• Records for processing:

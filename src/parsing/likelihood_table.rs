use anyhow::{bail, ensure, Context};
use indexmap::IndexMap;
use itertools::Itertools;
use log::debug;
use rustc_hash::FxHashSet;
use serde::Deserialize;
use std::fs::File;
use std::path::Path;

use crate::data_types::genotype_likelihoods::BiallelicGenotypeLikelihoods;

/// One row of the input table; one sample at one site
#[derive(Debug, Deserialize)]
struct LikelihoodRow {
    /// Site label, rows for a site must be consecutive
    site_id: String,
    /// Sample identifier
    sample: String,
    /// A allele sequence
    allele_a: String,
    /// B allele sequence
    allele_b: String,
    /// log10 likelihood of A/A
    gl_aa: f64,
    /// log10 likelihood of A/B
    gl_ab: f64,
    /// log10 likelihood of B/B
    gl_bb: f64,
    /// Optional genotype-prior-adjusted log10 value of A/A; all three or none
    #[serde(default)]
    gp_aa: Option<f64>,
    /// Optional genotype-prior-adjusted log10 value of A/B
    #[serde(default)]
    gp_ab: Option<f64>,
    /// Optional genotype-prior-adjusted log10 value of B/B
    #[serde(default)]
    gp_bb: Option<f64>,
    /// Optional usable read depth for the sample
    #[serde(default)]
    depth: Option<usize>
}

/// All the likelihoods provided for a single biallelic site
#[derive(Clone, Debug)]
pub struct LikelihoodSite {
    /// Label from the input
    site_id: String,
    /// One record per sample, in input order
    genotype_likelihoods: Vec<BiallelicGenotypeLikelihoods>,
    /// Depth per sample if provided, keyed by sample in input order
    depths: IndexMap<String, Option<usize>>
}

impl LikelihoodSite {
    /// Constructor
    /// # Arguments
    /// * `site_id` - label for the site
    /// * `genotype_likelihoods` - one record per sample
    /// * `depths` - depth per record, parallel to `genotype_likelihoods`
    /// # Errors
    /// * if the depths and likelihoods have different lengths
    /// * if a sample shows up more than once
    pub fn new(site_id: String, genotype_likelihoods: Vec<BiallelicGenotypeLikelihoods>, depths: Vec<Option<usize>>) -> anyhow::Result<Self> {
        ensure!(
            genotype_likelihoods.len() == depths.len(),
            "Site {site_id:?} has {} likelihood records but {} depths",
            genotype_likelihoods.len(), depths.len()
        );

        let mut depth_lookup: IndexMap<String, Option<usize>> = IndexMap::with_capacity(depths.len());
        for (gl, depth) in genotype_likelihoods.iter().zip(depths) {
            if depth_lookup.insert(gl.sample().to_string(), depth).is_some() {
                bail!("Sample {:?} appears more than once at site {site_id:?}", gl.sample());
            }
        }

        Ok(Self {
            site_id,
            genotype_likelihoods,
            depths: depth_lookup
        })
    }

    /// Number of samples at this site
    pub fn num_samples(&self) -> usize {
        self.genotype_likelihoods.len()
    }

    /// Depth for a given sample, None if unknown or not provided
    pub fn depth(&self, sample: &str) -> Option<usize> {
        self.depths.get(sample).copied().flatten()
    }

    // getters
    pub fn site_id(&self) -> &str {
        &self.site_id
    }

    pub fn genotype_likelihoods(&self) -> &[BiallelicGenotypeLikelihoods] {
        &self.genotype_likelihoods
    }
}

/// Loads a full likelihood table into memory, grouped by site.
/// The file is tab-delimited unless the name ends in .csv (or .csv.gz), and gzip is detected by a .gz extension.
/// Expected header: `site_id, sample, allele_a, allele_b, gl_aa, gl_ab, gl_bb`.
/// Optional columns are `depth` and the genotype-prior-adjusted `gp_aa, gp_ab, gp_bb`, which the allele frequency search uses in place of the likelihoods.
/// # Arguments
/// * `filename` - the table to load
/// # Errors
/// * if the file cannot be opened or a row fails to parse
/// * if a row has invalid likelihoods, or only some of the gp columns
/// * if a sample is repeated within a site
/// * if rows for a site are not consecutive
pub fn load_likelihood_table(filename: &Path) -> anyhow::Result<Vec<LikelihoodSite>> {
    let is_gzip = filename.extension().unwrap_or_default() == "gz";
    let inner_name = if is_gzip { filename.file_stem().map(Path::new) } else { Some(filename) };
    let is_csv = inner_name
        .and_then(|p| p.extension())
        .unwrap_or_default() == "csv";
    let delimiter: u8 = if is_csv { b',' } else { b'\t' };

    let file = File::open(filename)
        .with_context(|| format!("Error while opening {filename:?}:"))?;
    let reader: Box<dyn std::io::Read> = if is_gzip {
        Box::new(flate2::read::MultiGzDecoder::new(file))
    } else {
        Box::new(file)
    };

    let mut csv_reader = csv::ReaderBuilder::new()
        .delimiter(delimiter)
        .comment(Some(b'#'))
        .from_reader(reader);

    let mut rows: Vec<LikelihoodRow> = vec![];
    for (i, result) in csv_reader.deserialize().enumerate() {
        let row: LikelihoodRow = result
            .with_context(|| format!("Error while parsing row {} of {filename:?}:", i + 1))?;
        rows.push(row);
    }
    debug!("Loaded {} likelihood rows from {filename:?}", rows.len());

    let mut sites: Vec<LikelihoodSite> = vec![];
    let mut observed: FxHashSet<String> = Default::default();
    for (site_id, group) in &rows.into_iter().chunk_by(|r| r.site_id.clone()) {
        if !observed.insert(site_id.clone()) {
            bail!("Rows for site {site_id:?} are not consecutive in {filename:?}");
        }

        let mut gls = vec![];
        let mut depths = vec![];
        for row in group {
            let likelihoods = [row.gl_aa, row.gl_ab, row.gl_bb];
            let posteriors = match (row.gp_aa, row.gp_ab, row.gp_bb) {
                (Some(aa), Some(ab), Some(bb)) => [aa, ab, bb],
                (None, None, None) => likelihoods,
                _ => bail!("Sample {:?} at site {site_id:?} has a partial set of gp values", row.sample)
            };
            let gl = BiallelicGenotypeLikelihoods::with_posteriors(
                row.sample, row.allele_a.into_bytes(), row.allele_b.into_bytes(),
                likelihoods, posteriors
            ).with_context(|| format!("Error while loading likelihoods for site {site_id:?}:"))?;
            gls.push(gl);
            depths.push(row.depth);
        }
        sites.push(LikelihoodSite::new(site_id, gls, depths)?);
    }

    Ok(sites)
}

• What this task involves:
Search the data for the string "columns" and copy each line where it appears.

• Completed task:
/// Optional columns are `depth` and the genotype-prior-adjusted `gp_aa, gp_ab, gp_bb`, which the allele frequency search uses in place of the likelihoods.
/// * if a row has invalid likelihoods, or only some of the gp columns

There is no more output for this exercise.